Intel’s adoption and deployment of an enterprise private cloud is a perfect example of how the cloud can transform and improve internal efficiencies. The enterprise private cloud has already delivered some big benefits for Intel. The processor giant has already realized USD 9 million in savings and reduced provisioning time from 90 days to 45 minutes. Today, 80 percent of new business services are delivered through its enterprise private cloud.

Intel started on its cloud journey by applying key lessons from its Design Grid Computing environment (deployed between 2006 and 2008). It started an architectural transition focused on building a secure, service-oriented enterprise private cloud inside Intel for its office and enterprise environment. Accelerated virtualization and building an on-demand, self-service, and measured services capability played a critical first-step role in this endeavor, along with addressing security, manageability, automation, metering, and employee use model considerations.

However, 2011, was a year, in which the journey towards private cloud adoption accelerated. “In 2011, we continued to make rapid progress in transitioning to our enterprise private cloud. We focused on virtualizing more demanding applications, including Internet-facing and mission-critical applications with higher security requirements, and migrating them to the private cloud. Sixty-four percent of our office and enterprise environment is virtualized, and we are on track to reach our target of 75 percent,” explains Ajay Chandramouly, Cloud and Data Center Industry Engagement Manager, Intel IT.

“64 percent of our office and enterprise environment is virtualized; we are on track to reach our target of 75 percent”

Ajay Chandramouly, Cloud and Data Center Industry Engagement Manager, Intel IT

 

Tackling challenges head on

Intel’s deployment of enterprise private cloud is also a good case study to understand how an enterprise can tackle complex challenges. For example, like any other enterprise, there was a fear of the impact of a new approach, and whether this approach would prove risky to its business. Intel tackled this challenge by taking a pragmatic approach. It utilized Software-as-a-Service for non-differentiated business processes, wherein there were enough providers who could use economies of scale to provide Intel software through the cloud with excellent results.  Simultaneously, Intel also started its internal cloud work at its development environment, transitioned this to its test space, then to its tier 2-4 production environment.

Depending on the requirements of the business unit within the company, the company fine tuned its approach to get the required buy-in. “We need to establish the business principles that compel adoption of cloud.  If the business is TCO driven in some areas, then a thorough financial analysis along with clear tactics to maintain SLA will overcome resistance to change.  If the business is driven by need for agility and rapid response, then POC/pilot projects demonstrating “click to deploy” speed of solution development can be a strong motivator to the organization,” stated Chandramouly.

As the cloud momentum picked up, Intel also faced a serious issue in overcoming over-exuberance, as everyone was excited about the possibilities and opportunities presented by cloud computing.
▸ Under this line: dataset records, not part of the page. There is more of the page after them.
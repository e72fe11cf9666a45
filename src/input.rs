//! Polled key state built from the terminal's key event stream.

use std::collections::HashMap;

use crossterm::event::{KeyCode, KeyEvent, KeyEventKind, KeyModifiers};

use crate::Millis;

pub struct KeyState {
    held: HashMap<KeyCode, Millis>,
    hold_ms: Millis,
    reports_release: bool,
}

impl KeyState {
    /// `hold_ms` only matters when the terminal cannot report key releases:
    /// a key then counts as held until that long after its last press or
    /// auto-repeat.
    pub fn new(hold_ms: Millis, reports_release: bool) -> Self {
        KeyState { held: HashMap::new(), hold_ms, reports_release }
    }

    pub fn apply(&mut self, ev: &KeyEvent, now: Millis) {
        let code = normalize(ev.code);

        match ev.kind {
            KeyEventKind::Press | KeyEventKind::Repeat => {
                self.held.insert(code, now);
            }
            KeyEventKind::Release => {
                self.held.remove(&code);
            }
        }
    }

    pub fn is_held(&self, code: KeyCode, now: Millis) -> bool {
        match self.held.get(&normalize(code)) {
            Some(_) if self.reports_release => true,
            Some(&since) => now.saturating_sub(since) <= self.hold_ms,
            None => false,
        }
    }

    /// Drops keys whose hold window has passed.
    pub fn expire(&mut self, now: Millis) {
        if self.reports_release {
            return;
        }

        let hold_ms = self.hold_ms;
        self.held.retain(|_, since| now.saturating_sub(*since) <= hold_ms);
    }

    pub fn clear(&mut self) {
        self.held.clear();
    }
}

/// Letter bindings are case-insensitive.
fn normalize(code: KeyCode) -> KeyCode {
    match code {
        KeyCode::Char(c) => KeyCode::Char(c.to_ascii_lowercase()),
        other => other,
    }
}

pub fn is_press(ev: &KeyEvent) -> bool {
    ev.kind != KeyEventKind::Release
}

pub fn is_quit(ev: &KeyEvent) -> bool {
    is_press(ev)
        && match ev.code {
            KeyCode::Char('c') => ev.modifiers.contains(KeyModifiers::CONTROL),
            KeyCode::Char('q') | KeyCode::Char('Q') => true,
            _ => false,
        }
}

pub fn is_restart(ev: &KeyEvent) -> bool {
    is_press(ev) && ev.code == KeyCode::Char(' ')
}

pub fn is_pause(ev: &KeyEvent) -> bool {
    is_press(ev) && ev.code == KeyCode::Esc
}

#[cfg(test)]
mod tests {
    use super::*;
    use crossterm::event::KeyEventState;

    fn key(code: KeyCode, kind: KeyEventKind) -> KeyEvent {
        KeyEvent { code, modifiers: KeyModifiers::NONE, kind, state: KeyEventState::NONE }
    }

    #[test]
    fn test_hold_window_without_release_reports() {
        let mut keys = KeyState::new(180, false);
        keys.apply(&key(KeyCode::Char('E'), KeyEventKind::Press), 1000);

        assert!(keys.is_held(KeyCode::Char('e'), 1100));
        assert!(keys.is_held(KeyCode::Char('e'), 1180));
        assert!(!keys.is_held(KeyCode::Char('e'), 1181));

        // Auto-repeat renews the window
        keys.apply(&key(KeyCode::Char('e'), KeyEventKind::Press), 1150);
        assert!(keys.is_held(KeyCode::Char('e'), 1300));

        keys.expire(2000);
        assert!(!keys.is_held(KeyCode::Char('e'), 1300));
    }

    #[test]
    fn test_release_reporting_terminal() {
        let mut keys = KeyState::new(180, true);
        keys.apply(&key(KeyCode::Up, KeyEventKind::Press), 0);

        assert!(keys.is_held(KeyCode::Up, 60_000));

        keys.apply(&key(KeyCode::Up, KeyEventKind::Release), 60_001);
        assert!(!keys.is_held(KeyCode::Up, 60_001));
    }

    #[test]
    fn test_bindings() {
        let ctrl_c = KeyEvent::new(KeyCode::Char('c'), KeyModifiers::CONTROL);
        assert!(is_quit(&ctrl_c));
        assert!(!is_quit(&key(KeyCode::Char('c'), KeyEventKind::Press)));
        assert!(is_quit(&key(KeyCode::Char('q'), KeyEventKind::Press)));
        assert!(is_restart(&key(KeyCode::Char(' '), KeyEventKind::Press)));
        assert!(!is_restart(&key(KeyCode::Char(' '), KeyEventKind::Release)));
        assert!(is_pause(&key(KeyCode::Esc, KeyEventKind::Press)));
    }
}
Intel tasked a team for trying most of the various cloud solutions and determining what the best strategy was for Intel.  Although the team was convinced that internal IaaS and PaaS/SaaS were the most likely goals for the near term, the team continually evaluated new cloud service offerings with an eye to potential adoption. The primary factors influencing the decision were TCO and business agility.

Intel also has a large effort underway to move most of its existing legacy applications to its cloud foundation which is its virtual infrastructure – Intel’s application teams take targets on execution, and as they get exposed to the virtual infrastructure, the organization starts exposing them to cloud attributes and how the new environment will help them in regards to productivity and time to market.

“We also have clear and evident senior management support from the CIO. We will lead in cloud as it makes business sense, and we will aggressively work toward that goal.  But we are careful to distinguish business needs from the exuberance that can come with hot new trends.  Establishing the criteria for that threshold is key,” states Chandramouly.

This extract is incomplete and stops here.